4 Dezember 4 Türchen. Weiter geht es mit dem Weihnachtlichen Adventskalender. Diesmal geht es nach Donaueschingen zur Fürstenberg Brauerei. Begonnen als Brauerei der Grafen zu Fürstenberg hat sich diese Brauerei im laufe der Jahre zu einer der größten im Südwesten entwickelt. Dies ging jedoch zu Lasten der Eigenständigkeit und so gehört die Brauerei mittlerweile zur Brauholding international. Ganz der weihnachtlichen Tradition folgend, wird heute das Winterbier einem Test unterzogen. Es besitzt einen Alkoholgehalt von 5,3%.
Zur Optik: erstaunlich dunkel. Bernsteinfarbenes Bier mit braunen Einschlag. Hat ungefähr die Farbe von Spezi wie ich finde. Es ist klar filtriert. Der Schaum ist jedoch sehr schnell weg.

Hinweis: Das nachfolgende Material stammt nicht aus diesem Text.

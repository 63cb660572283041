//! Session and per-torrent configuration.

use std::path::PathBuf;

use serde::{Deserialize, Serialize};

use crate::error::{Result, TorrentError};

/// Configuration applied to the session and, where applicable, to individual
/// torrents at admission time.
///
/// Rates are expressed in kB/s at this boundary; `0` (or a negative value)
/// means unlimited. Conversion to engine units happens in the session layer.
#[derive(Debug, Clone, PartialEq, Serialize, Deserialize)]
#[serde(default)]
pub struct TorrentSettings {
    /// Default download directory for new torrents.
    pub download_path: PathBuf,
    /// Maximum download rate in kB/s, `0` = unlimited.
    pub max_download_rate: i32,
    /// Maximum upload rate in kB/s, `0` = unlimited.
    pub max_upload_rate: i32,
    /// Session-wide connection limit.
    pub max_connections: i32,
    /// Session-wide seed slot limit.
    pub max_seeds: i32,
    /// Enable the distributed hash table.
    pub enable_dht: bool,
    /// Enable peer exchange.
    pub enable_pex: bool,
    /// Enable local service discovery.
    pub enable_lsd: bool,
    /// Enable UPnP port mapping.
    pub enable_upnp: bool,
    /// Enable NAT-PMP port mapping.
    pub enable_natpmp: bool,
    /// Download pieces in order instead of rarest-first.
    pub sequential_download: bool,
    /// Let the engine queue-manage the torrent.
    pub auto_managed: bool,
    /// Keep seeding once the download completes.
    pub seed_when_complete: bool,
    /// Stop seeding once this share ratio is reached.
    pub share_ratio_limit: f64,
    /// Stop seeding after this many hours, `0` = unlimited.
    pub seed_time_limit: i32,
    /// Trackers appended to every admitted torrent.
    pub trackers: Vec<String>,
    /// User agent advertised to peers and trackers.
    pub user_agent: String,
}

impl Default for TorrentSettings {
    fn default() -> Self {
        Self {
            download_path: PathBuf::new(),
            max_download_rate: 0,
            max_upload_rate: 0,
            max_connections: 200,
            max_seeds: 50,
            enable_dht: true,
            enable_pex: true,
            enable_lsd: true,
            enable_upnp: true,
            enable_natpmp: true,
            sequential_download: false,
            auto_managed: true,
            seed_when_complete: true,
            share_ratio_limit: 2.0,
            seed_time_limit: 0,
            trackers: Vec::new(),
            user_agent: concat!("Eddy/", env!("CARGO_PKG_VERSION")).to_owned(),
        }
    }
}

impl TorrentSettings {
    /// Check the invariants enforced at component boundaries.
    ///
    /// # Errors
    ///
    /// Returns [`TorrentError::SessionError`] describing the first violated
    /// constraint.
    pub fn validate(&self) -> Result<()> {
        if self.download_path.as_os_str().is_empty() {
            return Err(Self::invalid("download_path must not be empty"));
        }
        if self.max_connections <= 0 {
            return Err(Self::invalid("max_connections must be positive"));
        }
        if self.max_seeds < 0 {
            return Err(Self::invalid("max_seeds must not be negative"));
        }
        if self.share_ratio_limit < 0.0 {
            return Err(Self::invalid("share_ratio_limit must not be negative"));
        }
        if self.seed_time_limit < 0 {
            return Err(Self::invalid("seed_time_limit must not be negative"));
        }
        if self.user_agent.trim().is_empty() {
            return Err(Self::invalid("user_agent must not be empty"));
        }
        Ok(())
    }

    fn invalid(detail: &str) -> TorrentError {
        TorrentError::SessionError {
            detail: detail.to_owned(),
        }
    }
}
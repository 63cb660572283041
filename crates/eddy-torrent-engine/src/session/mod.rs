//! Session abstraction over the underlying peer-protocol engine.
//!
//! The core is written against [`ProtocolSession`] and [`ProtocolHandle`]
//! rather than a concrete engine. [`create_session`] is the seam where a
//! native backend slots in; this workspace ships the in-memory
//! [`StubSession`] behind it.

use std::path::{Path, PathBuf};
use std::sync::Arc;

use eddy_torrent_core::{InfoHash, MagnetLink, Metainfo, Result, TorrentState};
use serde::{Deserialize, Serialize};

use crate::alert::{Alert, category};

mod stub;

pub use stub::StubSession;

/// Engine-facing projection of the caller-supplied settings.
///
/// Rates are bytes per second with `-1` meaning unlimited; conversion from
/// the kB/s boundary units happens in [`crate::convert`].
#[derive(Debug, Clone, PartialEq, Serialize, Deserialize)]
pub struct SettingsPack {
    /// User agent advertised to peers and trackers.
    pub user_agent: String,
    /// Download rate cap in B/s, `-1` = unlimited.
    pub download_rate_limit: i64,
    /// Upload rate cap in B/s, `-1` = unlimited.
    pub upload_rate_limit: i64,
    /// Session-wide connection limit.
    pub connections_limit: i32,
    /// Session-wide seed slot limit.
    pub active_seeds: i32,
    /// Enable the distributed hash table.
    pub enable_dht: bool,
    /// Enable peer exchange.
    pub enable_pex: bool,
    /// Enable local service discovery.
    pub enable_lsd: bool,
    /// Enable UPnP port mapping.
    pub enable_upnp: bool,
    /// Enable NAT-PMP port mapping.
    pub enable_natpmp: bool,
    /// Alert categories the session must emit.
    pub alert_mask: u32,
}

impl Default for SettingsPack {
    fn default() -> Self {
        Self {
            user_agent: String::new(),
            download_rate_limit: -1,
            upload_rate_limit: -1,
            connections_limit: 200,
            active_seeds: 50,
            enable_dht: true,
            enable_pex: true,
            enable_lsd: true,
            enable_upnp: true,
            enable_natpmp: true,
            alert_mask: category::CORE,
        }
    }
}

/// Source a torrent is admitted from.
#[derive(Debug, Clone)]
pub enum AddSource {
    /// A validated magnet link; metadata arrives from the swarm.
    Magnet(MagnetLink),
    /// Parsed metainfo; metadata is known up front.
    Metainfo(Metainfo),
}

/// Parameters handed to the engine when admitting a torrent.
#[derive(Debug, Clone)]
pub struct AddParams {
    /// Identity of the torrent being admitted.
    pub info_hash: InfoHash,
    /// Where the torrent comes from.
    pub source: AddSource,
    /// Validated absolute save directory.
    pub save_path: PathBuf,
    /// Trackers appended on top of whatever the source carries.
    pub trackers: Vec<String>,
    /// Download pieces in order.
    pub sequential: bool,
    /// Let the engine queue-manage the torrent.
    pub auto_managed: bool,
    /// Start in seed mode (payload already on disk).
    pub seed_mode: bool,
    /// Start paused.
    pub paused: bool,
}

/// Per-file slice of a raw handle status.
#[derive(Debug, Clone, PartialEq)]
pub struct HandleFile {
    /// Path relative to the save directory.
    pub path: String,
    /// File size in bytes.
    pub size: u64,
    /// Completion in `[0.0, 1.0]`.
    pub progress: f64,
    /// Download priority in `0..=7`.
    pub priority: u8,
}

/// Raw status snapshot reported by a handle.
#[derive(Debug, Clone, PartialEq)]
pub struct HandleStatus {
    /// Identity of the torrent.
    pub info_hash: InfoHash,
    /// Engine-side display name, empty until known.
    pub name: String,
    /// Current lifecycle state.
    pub state: TorrentState,
    /// Total bytes wanted for completion.
    pub total_wanted: u64,
    /// Bytes downloaded so far.
    pub downloaded: u64,
    /// Bytes uploaded so far.
    pub uploaded: u64,
    /// Completion in `[0.0, 1.0]`.
    pub progress: f64,
    /// Download payload rate in B/s.
    pub download_rate: u64,
    /// Upload payload rate in B/s.
    pub upload_rate: u64,
    /// Connected seeders.
    pub seeders: u32,
    /// Total connected peers.
    pub peers: u32,
    /// Whether the torrent is paused.
    pub paused: bool,
    /// Whether the payload finished downloading.
    pub finished: bool,
    /// Whether the torrent is seeding.
    pub seeding: bool,
    /// Save directory of the payload.
    pub save_path: PathBuf,
    /// Whether metadata (and therefore the file list) is known.
    pub has_metadata: bool,
    /// Per-file status, empty until metadata is known.
    pub files: Vec<HandleFile>,
    /// Engine-side error text, when any.
    pub error: Option<String>,
}

/// Opaque, non-owning reference to a swarm inside the session.
///
/// Handles are cheap to clone and remain valid while the registry retains the
/// corresponding entry. The methods below are the thread-safe subset the core
/// invokes.
pub trait ProtocolHandle: Send + Sync {
    /// Identity of the referenced torrent.
    fn info_hash(&self) -> InfoHash;

    /// Snapshot the current status.
    ///
    /// # Errors
    ///
    /// Returns [`eddy_torrent_core::TorrentError::TorrentNotFound`] when the
    /// swarm no longer exists in the session.
    fn status(&self) -> Result<HandleStatus>;

    /// Suspend the swarm.
    ///
    /// # Errors
    ///
    /// Fails when the swarm no longer exists in the session.
    fn pause(&self) -> Result<()>;

    /// Resume a suspended swarm.
    ///
    /// # Errors
    ///
    /// Fails when the swarm no longer exists in the session.
    fn resume(&self) -> Result<()>;

    /// Re-verify on-disk pieces against their hashes.
    ///
    /// # Errors
    ///
    /// Fails when the swarm no longer exists in the session.
    fn force_recheck(&self) -> Result<()>;

    /// Move the payload to a new directory.
    ///
    /// # Errors
    ///
    /// Fails when the swarm no longer exists or the engine rejects the move.
    fn move_storage(&self, new_path: &Path) -> Result<()>;

    /// Apply per-file download priorities (already clamped to `0..=7`).
    ///
    /// # Errors
    ///
    /// Fails when the swarm no longer exists in the session.
    fn prioritize_files(&self, priorities: &[u8]) -> Result<()>;

    /// Bencoded metainfo of the torrent, once the engine knows it.
    ///
    /// Backends without access to the reconstructed metainfo may return
    /// `None`; magnet-born records then simply never embed a blob.
    fn metainfo(&self) -> Option<Vec<u8>> {
        None
    }
}

/// Shared handle type cached by the registry.
pub type TorrentHandle = Arc<dyn ProtocolHandle>;

/// Contract of the underlying peer-protocol session.
///
/// All engine state is reached through these methods; [`pop_alerts`] is the
/// only way the event pump observes it.
///
/// [`pop_alerts`]: ProtocolSession::pop_alerts
pub trait ProtocolSession: Send + Sync {
    /// Hot-apply session settings (rates, limits, toggles).
    ///
    /// # Errors
    ///
    /// Returns [`eddy_torrent_core::TorrentError::SessionError`] when the
    /// engine rejects the pack.
    fn apply_settings(&self, pack: &SettingsPack) -> Result<()>;

    /// Enqueue a torrent; completion is signalled by an `Added` alert.
    ///
    /// # Errors
    ///
    /// Fails when the engine rejects the parameters outright.
    fn async_add(&self, params: AddParams) -> Result<()>;

    /// Drop a swarm; a `Removed` alert follows once teardown completes.
    ///
    /// # Errors
    ///
    /// Fails when the handle no longer references a live swarm.
    fn remove(&self, handle: &TorrentHandle, delete_files: bool) -> Result<()>;

    /// Ask the engine to emit a `SessionStats` alert.
    fn post_stats_request(&self);

    /// Drain all pending alerts in emission order.
    fn pop_alerts(&self) -> Vec<Alert>;

    /// Pause every live swarm (shutdown path).
    fn pause_all(&self);

    /// Serialise the opaque session state (tracker cache, DHT table, settings).
    ///
    /// # Errors
    ///
    /// Returns [`eddy_torrent_core::TorrentError::SessionError`] when the
    /// state cannot be captured.
    fn save_state(&self) -> Result<Vec<u8>>;

    /// Restore previously captured session state.
    ///
    /// # Errors
    ///
    /// Returns [`eddy_torrent_core::TorrentError::ParseError`] when the blob
    /// cannot be decoded.
    fn load_state(&self, blob: &[u8]) -> Result<()>;
}

/// Construct the session backend.
///
/// # Errors
///
/// Returns [`eddy_torrent_core::TorrentError::SessionError`] when the backend
/// cannot be constructed; construction failure is fatal to the core.
pub(crate) fn create_session() -> Result<Arc<dyn ProtocolSession>> {
    Ok(Arc::new(StubSession::new()))
}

Zum Geruch:Mmalziger Geruch. Brotige Noten aber auch noten von Lebkuchen. Biskuitnoten. Der Malzgeruch ist hauptsächlich sü´ßlichernatur.
Zum Geschmack: Naja im ersten Eindruck muss ich sagen, da hatte ich schon Festbiere mit mehr Geschmack. Im Abgang hat man leichte röstige Noten und Noten von Brotkruste und Lebkuchen. Wirkt irgendwie licht schmierig. Die Kohlensäure ist recht gut dosiert und lässt es weder zu schal noch zu sprudelig wirken. Ist also ganz bekömmlich. Gegen Ende hat man etwas mehr geschmack und die Malznoten die das Bier dominieren kommen besser durch. Jedoch entfalten sie ihren brotigen Charakter erst in der Gaumengegend.
Zum Fazit: recht solides Festbier, jedoch gibt es bessere. Dennoch gut trinkbar. Hierfür gibts 3 Sterne.